In 2006, Pandilfino and colleagues16 used high-resolution manometry and simultaneous intraesophageal and intragastric transnasal pressure sensors on 285 patients to further analyze the effect of increasing BMI on the gastro-esophageal junction. They found a significant correlation between BMI and waist circumference with intragastric pressure (p < 0.001) and gastroesophageal pressure gradient (p < 0.001). Using multivariate analysis adjusting for age, sex and patient type did not alter the direction or magnitude of this association. The authors also found that obesity was associated with separation of the esophagogastric junction (EGJ) pressure components (p < 0.001). The result of this study demonstrated that obesity augments the flow of gastric juice into the esophagus, leading to symptoms consistent with GERD. The study was aimed at the mechanical aspect of how obesity could lead to EGJ incompetence and adversely affect physiologic function.

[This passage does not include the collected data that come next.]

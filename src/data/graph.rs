use std::collections::{HashMap, HashSet};

#[derive(Clone, Copy, Debug, PartialEq, Eq)]
pub enum SizeMetric {
    Songs,
    Collaborations,
}

impl SizeMetric {
    pub fn label(self) -> &'static str {
        match self {
            Self::Songs => "songs",
            Self::Collaborations => "collaborations",
        }
    }
}

#[derive(Clone, Debug)]
pub struct ProducerNode {
    pub id: String,
    pub name: String,
    pub url: Option<String>,
    pub songs: Vec<String>,
    pub song_count: u64,
    pub total_collaborations: u64,
    pub unique_collaborators: u64,
}

impl ProducerNode {
    pub fn metric(&self, metric: SizeMetric) -> u64 {
        match metric {
            SizeMetric::Songs => self.song_count,
            SizeMetric::Collaborations => self.total_collaborations,
        }
    }
}

#[derive(Clone, Debug)]
pub struct Link {
    pub a: String,
    pub b: String,
    pub songs: Vec<String>,
}

#[derive(Clone, Debug)]
pub struct CollabGraph {
    pub nodes: HashMap<String, ProducerNode>,
    pub links: Vec<Link>,
    pub adjacency: HashMap<String, HashSet<String>>,
    pub song_count: usize,
}

impl CollabGraph {
    pub fn node_count(&self) -> usize {
        self.nodes.len()
    }

    pub fn link_count(&self) -> usize {
        self.links.len()
    }

    pub fn neighbors(&self, id: &str) -> Option<&HashSet<String>> {
        self.adjacency.get(id)
    }

    // Song titles for the details panel: alphabetical, case-insensitive.
    pub fn sorted_songs(&self, id: &str) -> Vec<String> {
        let Some(node) = self.nodes.get(id) else {
            return Vec::new();
        };

        let mut songs = node.songs.clone();
        songs.sort_by(|a, b| {
            a.to_lowercase()
                .cmp(&b.to_lowercase())
                .then_with(|| a.cmp(b))
        });
        songs.dedup();
        songs
    }

    pub fn top_by_metric(&self, metric: SizeMetric, limit: usize) -> Vec<String> {
        let mut ranked = self
            .nodes
            .values()
            .map(|node| (node.metric(metric), node.name.as_str(), node.id.as_str()))
            .collect::<Vec<_>>();
        ranked.sort_by(|a, b| b.0.cmp(&a.0).then_with(|| a.1.cmp(b.1)).then_with(|| a.2.cmp(b.2)));
        ranked.truncate(limit);
        ranked.into_iter().map(|(_, _, id)| id.to_string()).collect()
    }

    pub fn top_by_unique_collaborators(&self, limit: usize) -> Vec<String> {
        let mut ranked = self
            .nodes
            .values()
            .map(|node| (node.unique_collaborators, node.name.as_str(), node.id.as_str()))
            .collect::<Vec<_>>();
        ranked.sort_by(|a, b| b.0.cmp(&a.0).then_with(|| a.1.cmp(b.1)).then_with(|| a.2.cmp(b.2)));
        ranked.truncate(limit);
        ranked.into_iter().map(|(_, _, id)| id.to_string()).collect()
    }

    pub fn most_collaborative(&self) -> Option<&ProducerNode> {
        self.nodes.values().max_by(|a, b| {
            a.unique_collaborators
                .cmp(&b.unique_collaborators)
                .then_with(|| b.name.cmp(&a.name))
        })
    }
}

#[cfg(test)]
mod tests {
    use super::*;

    fn node(id: &str, name: &str, songs: &[&str], collabs: u64, unique: u64) -> ProducerNode {
        ProducerNode {
            id: id.to_string(),
            name: name.to_string(),
            url: None,
            songs: songs.iter().map(|s| s.to_string()).collect(),
            song_count: songs.len() as u64,
            total_collaborations: collabs,
            unique_collaborators: unique,
        }
    }

    fn graph_of(nodes: Vec<ProducerNode>) -> CollabGraph {
        let adjacency = nodes
            .iter()
            .map(|n| (n.id.clone(), HashSet::from([n.id.clone()])))
            .collect();
        let nodes = nodes.into_iter().map(|n| (n.id.clone(), n)).collect();
        CollabGraph {
            nodes,
            links: Vec::new(),
            adjacency,
            song_count: 0,
        }
    }

    #[test]
    fn sorted_songs_is_alphabetical_and_case_insensitive() {
        let graph = graph_of(vec![node(
            "1",
            "Teddy",
            &["zebra", "Apple", "mango", "apple pie"],
            0,
            0,
        )]);
        assert_eq!(
            graph.sorted_songs("1"),
            vec!["Apple", "apple pie", "mango", "zebra"]
        );
    }

    #[test]
    fn sorted_songs_for_unknown_id_is_empty() {
        let graph = graph_of(vec![]);
        assert!(graph.sorted_songs("missing").is_empty());
    }

    #[test]
    fn top_by_metric_orders_descending_with_name_tiebreak() {
        let graph = graph_of(vec![
            node("1", "Alpha", &["a"], 3, 1),
            node("2", "Beta", &["a", "b"], 9, 4),
            node("3", "Gamma", &["a"], 3, 2),
        ]);
        assert_eq!(
            graph.top_by_metric(SizeMetric::Collaborations, 3),
            vec!["2", "1", "3"]
        );
    }

    #[test]
    fn most_collaborative_picks_highest_unique_count() {
        let graph = graph_of(vec![
            node("1", "Alpha", &[], 2, 1),
            node("2", "Beta", &[], 8, 5),
        ]);
        assert_eq!(graph.most_collaborative().map(|n| n.id.as_str()), Some("2"));
    }
}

Effect of bariatric surgery on GERD
Table 1 lists studies that have examined the effect of bariatric surgery on GERD. Although weight loss and lifestyle modifications are important in reducing the symptoms of GERD, different bariatric surgeries have provided varying degrees of symptom alleviation.17 De Groote and colleagues17 performed a systematic review of bariatric surgery and GERD and compared the data with lifestyle modification. They found that lifestyle modification led to a decrease in GERD symptoms in 4 of 7 studies. They compared various bariatric procedures and found that RYGB was associated with a notable decrease in GERD symptoms. With vertical band gastroplasty, however, there was either no change in GERD symptoms or an increase in incidence of GERD. They were unable to determine whether gastric bands improved or worsened GERD symptoms. Comparing the RYGB with the lifestyle modification group, it appeared that the patients who underwent RYGB had a better alleviation of GERD symptoms.
Sleeve gastrectomy
Chiu and colleagues18 performed a systematic review on GERD and its effects following LSG. Analysis showed that 4 studies demonstrated an increase in prevalence and 7 studies showed a reduced prevalence of GERD following LSG. The understanding is that LSG may promote GERD by reducing LES pressure (possibly from division of ligaments and blunting of the angle of His). It was also discussed that the remnant gastric pouch, being much more restrictive, may increase gastric pressure by reducing gastric compliance and emptying, and decreasing volume and dispensability. As for LSG reducing GERD, factors that may contribute to this effect include accelerated gastric emptying and increased weight loss, which decrease abdominal pressure. It was also suggested that long-term resolution of GERD could be explained by increase in compliance and restoration at the angle of His, which occurs about 3 years postoperatively.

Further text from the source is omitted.